╭──

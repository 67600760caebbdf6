//! Probe run orchestration: navigate, resolve the start control,
//! wait for settlement, assemble the report.

use std::sync::Arc;
use std::time::{Duration, Instant};

use async_trait::async_trait;
use canvasprobe_core_types::{ActionId, ProbeError, RunId};
use resource_observer::ResourceLog;
use settlement_watch::wait_for_settlement;
use tokio::time::{sleep, timeout};
use tokio_util::sync::CancellationToken;
use tool_start::ports::SurfacePort;
use tool_start::{ExecCtx, StartTool, StartToolBuilder};
use tracing::{debug, info, instrument};

use crate::adapters::LogCounter;
use crate::config::ProbeConfig;
use crate::report::ProbeReport;

/// Navigation capability supplied by the automation driver.
#[async_trait]
pub trait NavigatorPort: Send + Sync {
    /// Navigate the page and return once the driver's load criterion
    /// (e.g. network-idle) is met.
    async fn navigate(&self, url: &str) -> Result<(), ProbeError>;
}

/// Execute one full probe run against `url`.
///
/// The driver adapter must already be feeding network events into
/// `log`. Navigation timeout and driver-launch faults are the only
/// run-level errors; everything downstream degrades into the report.
#[instrument(skip_all, fields(url = %url))]
pub async fn run_probe(
    navigator: &dyn NavigatorPort,
    surface: Arc<dyn SurfacePort>,
    log: Arc<ResourceLog>,
    config: &ProbeConfig,
    url: &str,
    cancel: CancellationToken,
) -> Result<ProbeReport, ProbeError> {
    let run_id = RunId::new();
    let started = Instant::now();
    info!(run = %run_id, "starting game load probe");

    match timeout(
        Duration::from_millis(config.nav_timeout_ms),
        navigator.navigate(url),
    )
    .await
    {
        Err(_) => return Err(ProbeError::NavigationTimeout(config.nav_timeout_ms)),
        Ok(result) => result?,
    }
    let navigation_ms = started.elapsed().as_millis() as u64;
    info!(navigation_ms, "page navigation complete");

    // Let the first paint and early loading happen before hunting for
    // the start control.
    tokio::select! {
        _ = cancel.cancelled() => return Err(ProbeError::Cancelled),
        _ = sleep(Duration::from_millis(config.pre_click_grace_ms)) => {}
    }

    let counter = LogCounter(Arc::clone(&log));
    let tool = StartToolBuilder::new(config.start.clone())
        .with_surface(surface)
        .with_counter(Arc::new(counter.clone()))
        .build();
    let ctx = ExecCtx::new(
        ActionId::new(),
        Instant::now() + Duration::from_millis(config.interaction_budget_ms),
        cancel.clone(),
    );
    let start_report = tool.run(ctx).await?;
    debug!(outcome = ?start_report.outcome, "start resolution finished");

    let settlement = wait_for_settlement(&counter, &config.settle, &cancel).await;
    info!(?settlement, resources = log.current_count(), "resource loading settled");

    Ok(ProbeReport::assemble(
        url,
        run_id,
        started,
        navigation_ms,
        &log,
        start_report,
        settlement,
        config.top_files,
    ))
}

╰──

▶ [Prompt]
Every line in the listing that holds the string "RunId" should be copied out.

▶ [Output below]
use canvasprobe_core_types::{ActionId, ProbeError, RunId};
    let run_id = RunId::new();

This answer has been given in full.